(Saved data entries)
Start of Block

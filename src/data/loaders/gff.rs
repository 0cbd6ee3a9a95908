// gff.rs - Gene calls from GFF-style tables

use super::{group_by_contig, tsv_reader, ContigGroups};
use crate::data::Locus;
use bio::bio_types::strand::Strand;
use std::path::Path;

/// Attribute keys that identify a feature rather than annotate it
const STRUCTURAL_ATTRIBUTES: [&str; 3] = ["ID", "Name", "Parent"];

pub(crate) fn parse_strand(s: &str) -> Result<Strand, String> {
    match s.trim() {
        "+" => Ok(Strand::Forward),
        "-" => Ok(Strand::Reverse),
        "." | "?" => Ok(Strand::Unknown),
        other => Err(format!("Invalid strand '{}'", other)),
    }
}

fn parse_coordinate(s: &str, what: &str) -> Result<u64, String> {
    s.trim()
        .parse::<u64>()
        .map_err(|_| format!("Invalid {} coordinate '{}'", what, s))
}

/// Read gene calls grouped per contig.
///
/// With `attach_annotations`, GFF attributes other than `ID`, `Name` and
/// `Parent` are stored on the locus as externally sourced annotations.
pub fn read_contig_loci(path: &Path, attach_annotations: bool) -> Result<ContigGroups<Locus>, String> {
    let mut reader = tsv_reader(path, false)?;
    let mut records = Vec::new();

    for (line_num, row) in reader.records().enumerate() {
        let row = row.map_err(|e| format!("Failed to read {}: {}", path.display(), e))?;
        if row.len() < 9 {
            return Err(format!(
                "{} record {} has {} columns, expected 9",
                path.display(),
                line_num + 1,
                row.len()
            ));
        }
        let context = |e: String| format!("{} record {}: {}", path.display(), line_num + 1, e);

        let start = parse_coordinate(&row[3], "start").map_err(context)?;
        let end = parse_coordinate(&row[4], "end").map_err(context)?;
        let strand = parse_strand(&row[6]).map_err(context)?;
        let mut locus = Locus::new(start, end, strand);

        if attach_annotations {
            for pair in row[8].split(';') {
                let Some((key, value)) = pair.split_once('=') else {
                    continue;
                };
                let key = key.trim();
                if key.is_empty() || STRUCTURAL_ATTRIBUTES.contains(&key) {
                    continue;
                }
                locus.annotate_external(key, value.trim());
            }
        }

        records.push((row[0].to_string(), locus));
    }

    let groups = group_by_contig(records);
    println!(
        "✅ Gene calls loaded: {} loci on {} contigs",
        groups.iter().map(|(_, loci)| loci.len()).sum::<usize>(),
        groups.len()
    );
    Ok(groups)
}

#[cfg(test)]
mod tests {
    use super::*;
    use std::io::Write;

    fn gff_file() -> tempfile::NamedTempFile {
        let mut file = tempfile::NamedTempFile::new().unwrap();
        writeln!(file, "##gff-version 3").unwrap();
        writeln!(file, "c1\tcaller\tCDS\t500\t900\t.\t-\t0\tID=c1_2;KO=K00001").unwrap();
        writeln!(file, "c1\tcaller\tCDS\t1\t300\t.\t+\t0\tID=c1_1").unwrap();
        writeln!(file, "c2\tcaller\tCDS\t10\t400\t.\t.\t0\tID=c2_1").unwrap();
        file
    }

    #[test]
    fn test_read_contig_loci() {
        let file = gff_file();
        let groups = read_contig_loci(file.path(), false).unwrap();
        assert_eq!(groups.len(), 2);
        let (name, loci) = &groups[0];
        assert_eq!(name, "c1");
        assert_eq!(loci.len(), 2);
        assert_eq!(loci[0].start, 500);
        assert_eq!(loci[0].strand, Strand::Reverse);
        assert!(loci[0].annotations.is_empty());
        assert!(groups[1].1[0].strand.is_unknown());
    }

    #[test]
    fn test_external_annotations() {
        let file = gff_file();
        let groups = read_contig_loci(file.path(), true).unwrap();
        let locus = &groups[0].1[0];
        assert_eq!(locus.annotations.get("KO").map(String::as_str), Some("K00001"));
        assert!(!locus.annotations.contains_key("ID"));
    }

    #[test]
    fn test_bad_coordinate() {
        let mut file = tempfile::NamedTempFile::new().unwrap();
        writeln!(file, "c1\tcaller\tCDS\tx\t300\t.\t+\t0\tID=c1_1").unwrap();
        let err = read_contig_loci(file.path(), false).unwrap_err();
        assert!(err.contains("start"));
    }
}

End of Block

What you are asked to do.
Where does "pair" appear in the records above? Copy every line that has it.

Task solution.
            for pair in row[8].split(';') {
                let Some((key, value)) = pair.split_once('=') else {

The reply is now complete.